Data records
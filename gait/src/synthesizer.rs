use std::f64::consts::PI;

use nalgebra::Vector3;
use rayon::prelude::*;

use crate::config::{ConfigErrors, LocomotionConfig};
use crate::params::{GaitParams, Leg};
use crate::trajectory::{EndEffectorState, Trajectory, TrajectorySample};

/// Fraction of one time step within which a grid point is considered to
/// land on `duration`.
const STEP_MARGIN: f64 = 1e-9;

/// Synthesizes the phase-driven gait trajectory for `config`.
///
/// Deterministic and pure: the same config always produces bit-identical
/// output. Fails before producing any sample if the timing fields are
/// invalid.
pub fn synthesize(config: &LocomotionConfig) -> Result<Trajectory, ConfigErrors> {
    config.validate()?;
    let samples = time_grid(config)
        .iter()
        .map(|&t| sample_at(config, t))
        .collect();
    Ok(Trajectory { config: *config, samples })
}

/// Same contract and output as [`synthesize`], with the time grid evaluated
/// in parallel. Samples are independent, so the result is bit-identical to
/// the serial path.
pub fn synthesize_parallel(config: &LocomotionConfig) -> Result<Trajectory, ConfigErrors> {
    config.validate()?;
    let samples = time_grid(config)
        .par_iter()
        .map(|&t| sample_at(config, t))
        .collect();
    Ok(Trajectory { config: *config, samples })
}

/// Discretized times `i * time_step` for `i = 0..=floor(duration/time_step)`.
///
/// The trajectory always ends exactly at `duration`: regular grid points
/// run strictly below it and one final sample at `duration` closes the
/// sequence, absorbing both an exact-multiple last step and a trailing
/// partial one. The cutoff is scaled to the step so the grid stays strictly
/// ascending at any time scale.
fn time_grid(config: &LocomotionConfig) -> Vec<f64> {
    let cutoff = config.duration - config.time_step * STEP_MARGIN;
    let mut times = Vec::with_capacity((config.duration / config.time_step) as usize + 2);
    let mut i: u64 = 0;
    loop {
        let t = i as f64 * config.time_step;
        if t >= cutoff {
            break;
        }
        times.push(t);
        i += 1;
    }
    times.push(config.duration);
    times
}

fn sample_at(config: &LocomotionConfig, t: f64) -> TrajectorySample {
    let params = config.topology.params();
    let progress = t / config.duration;
    let base_pose = base_pose(config, progress);
    let phase = (progress * params.cycles).fract();
    let end_effectors = params
        .legs
        .iter()
        .enumerate()
        .map(|(leg_index, leg)| leg_state(leg_index, leg, params, base_pose.x, phase, progress))
        .collect();
    TrajectorySample { t, base_pose, end_effectors }
}

/// Base position at normalized progress: linear interpolation along x,
/// y held at the start, vertical oscillation per topology.
fn base_pose(config: &LocomotionConfig, progress: f64) -> Vector3<f64> {
    let start = &config.start_position;
    let end = &config.end_position;
    Vector3::new(
        start.x + progress * (end.x - start.x),
        start.y,
        start.z + config.topology.oscillation(progress),
    )
}

fn leg_state(
    leg_index: usize,
    leg: &Leg,
    params: &GaitParams,
    base_x: f64,
    phase: f64,
    progress: f64,
) -> EndEffectorState {
    // phase and shift both live in [0, 1), so one fract() wraps the sum
    let effective = (phase + leg.phase_shift).fract();
    if effective < params.stance_threshold {
        // stance: foot planted on the ground plane, bearing load
        let force = &params.force;
        EndEffectorState {
            leg_index,
            position: Vector3::new(base_x + leg.x_offset, leg.y_offset, 0.0),
            in_contact: true,
            contact_force: Vector3::new(
                force.horizontal_amplitude * (PI * progress).sin(),
                0.0,
                force.vertical_baseline + force.vertical_ripple * (4.0 * PI * progress).sin(),
            ),
        }
    } else {
        // swing: arc over the ground, reaching toward the next stance
        let s = (effective - params.stance_threshold) / (1.0 - params.stance_threshold);
        EndEffectorState {
            leg_index,
            position: Vector3::new(
                base_x + leg.x_offset + params.swing_reach * s,
                leg.y_offset,
                params.swing_amplitude * (PI * s).sin(),
            ),
            in_contact: false,
            contact_force: Vector3::zeros(),
        }
    }
}
pub mod config;
pub mod params;
pub mod synthesizer;
pub mod trajectory;

pub mod prelude {
    pub use crate::config::{ConfigErrors, LocomotionConfig, RobotTopology};
    pub use crate::synthesizer::{synthesize, synthesize_parallel};
    pub use crate::trajectory::{EndEffectorState, Trajectory, TrajectorySample};
}

pub use config::{ConfigErrors, LocomotionConfig, RobotTopology};
pub use synthesizer::{synthesize, synthesize_parallel};
pub use trajectory::{EndEffectorState, Trajectory, TrajectorySample};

● **What is expected**
Each entry above is to be repeated exactly as it appears.

● **Your response**
filename gait/src/synthesizer.rs
use std::f64::consts::PI;

use nalgebra::Vector3;
use rayon::prelude::*;

use crate::config::{ConfigErrors, LocomotionConfig};
use crate::params::{GaitParams, Leg};
use crate::trajectory::{EndEffectorState, Trajectory, TrajectorySample};

/// Fraction of one time step within which a grid point is considered to
/// land on `duration`.
const STEP_MARGIN: f64 = 1e-9;

/// Synthesizes the phase-driven gait trajectory for `config`.
///
/// Deterministic and pure: the same config always produces bit-identical
/// output. Fails before producing any sample if the timing fields are
/// invalid.
pub fn synthesize(config: &LocomotionConfig) -> Result<Trajectory, ConfigErrors> {
    config.validate()?;
    let samples = time_grid(config)
        .iter()
        .map(|&t| sample_at(config, t))
        .collect();
    Ok(Trajectory { config: *config, samples })
}

/// Same contract and output as [`synthesize`], with the time grid evaluated
/// in parallel. Samples are independent, so the result is bit-identical to
/// the serial path.
pub fn synthesize_parallel(config: &LocomotionConfig) -> Result<Trajectory, ConfigErrors> {
    config.validate()?;
    let samples = time_grid(config)
        .par_iter()
        .map(|&t| sample_at(config, t))
        .collect();
    Ok(Trajectory { config: *config, samples })
}

/// Discretized times `i * time_step` for `i = 0..=floor(duration/time_step)`.
///
/// The trajectory always ends exactly at `duration`: regular grid points
/// run strictly below it and one final sample at `duration` closes the
/// sequence, absorbing both an exact-multiple last step and a trailing
/// partial one. The cutoff is scaled to the step so the grid stays strictly
/// ascending at any time scale.
fn time_grid(config: &LocomotionConfig) -> Vec<f64> {
    let cutoff = config.duration - config.time_step * STEP_MARGIN;
    let mut times = Vec::with_capacity((config.duration / config.time_step) as usize + 2);
    let mut i: u64 = 0;
    loop {
        let t = i as f64 * config.time_step;
        if t >= cutoff {
            break;
        }
        times.push(t);
        i += 1;
    }
    times.push(config.duration);
    times
}

fn sample_at(config: &LocomotionConfig, t: f64) -> TrajectorySample {
    let params = config.topology.params();
    let progress = t / config.duration;
    let base_pose = base_pose(config, progress);
    let phase = (progress * params.cycles).fract();
    let end_effectors = params
        .legs
        .iter()
        .enumerate()
        .map(|(leg_index, leg)| leg_state(leg_index, leg, params, base_pose.x, phase, progress))
        .collect();
    TrajectorySample { t, base_pose, end_effectors }
}

/// Base position at normalized progress: linear interpolation along x,
/// y held at the start, vertical oscillation per topology.
fn base_pose(config: &LocomotionConfig, progress: f64) -> Vector3<f64> {
    let start = &config.start_position;
    let end = &config.end_position;
    Vector3::new(
        start.x + progress * (end.x - start.x),
        start.y,
        start.z + config.topology.oscillation(progress),
    )
}

fn leg_state(
    leg_index: usize,
    leg: &Leg,
    params: &GaitParams,
    base_x: f64,
    phase: f64,
    progress: f64,
) -> EndEffectorState {
    // phase and shift both live in [0, 1), so one fract() wraps the sum
    let effective = (phase + leg.phase_shift).fract();
    if effective < params.stance_threshold {
        // stance: foot planted on the ground plane, bearing load
        let force = &params.force;
        EndEffectorState {
            leg_index,
            position: Vector3::new(base_x + leg.x_offset, leg.y_offset, 0.0),
            in_contact: true,
            contact_force: Vector3::new(
                force.horizontal_amplitude * (PI * progress).sin(),
                0.0,
                force.vertical_baseline + force.vertical_ripple * (4.0 * PI * progress).sin(),
            ),
        }
    } else {
        // swing: arc over the ground, reaching toward the next stance
        let s = (effective - params.stance_threshold) / (1.0 - params.stance_threshold);
        EndEffectorState {
            leg_index,
            position: Vector3::new(
                base_x + leg.x_offset + params.swing_reach * s,
                leg.y_offset,
                params.swing_amplitude * (PI * s).sin(),
            ),
            in_contact: false,
            contact_force: Vector3::zeros(),
        }
    }
}
pub mod config;
pub mod params;
pub mod synthesizer;
pub mod trajectory;

pub mod prelude {
    pub use crate::config::{ConfigErrors, LocomotionConfig, RobotTopology};
    pub use crate::synthesizer::{synthesize, synthesize_parallel};
    pub use crate::trajectory::{EndEffectorState, Trajectory, TrajectorySample};
}

pub use config::{ConfigErrors, LocomotionConfig, RobotTopology};
pub use synthesizer::{synthesize, synthesize_parallel};
pub use trajectory::{EndEffectorState, Trajectory, TrajectorySample};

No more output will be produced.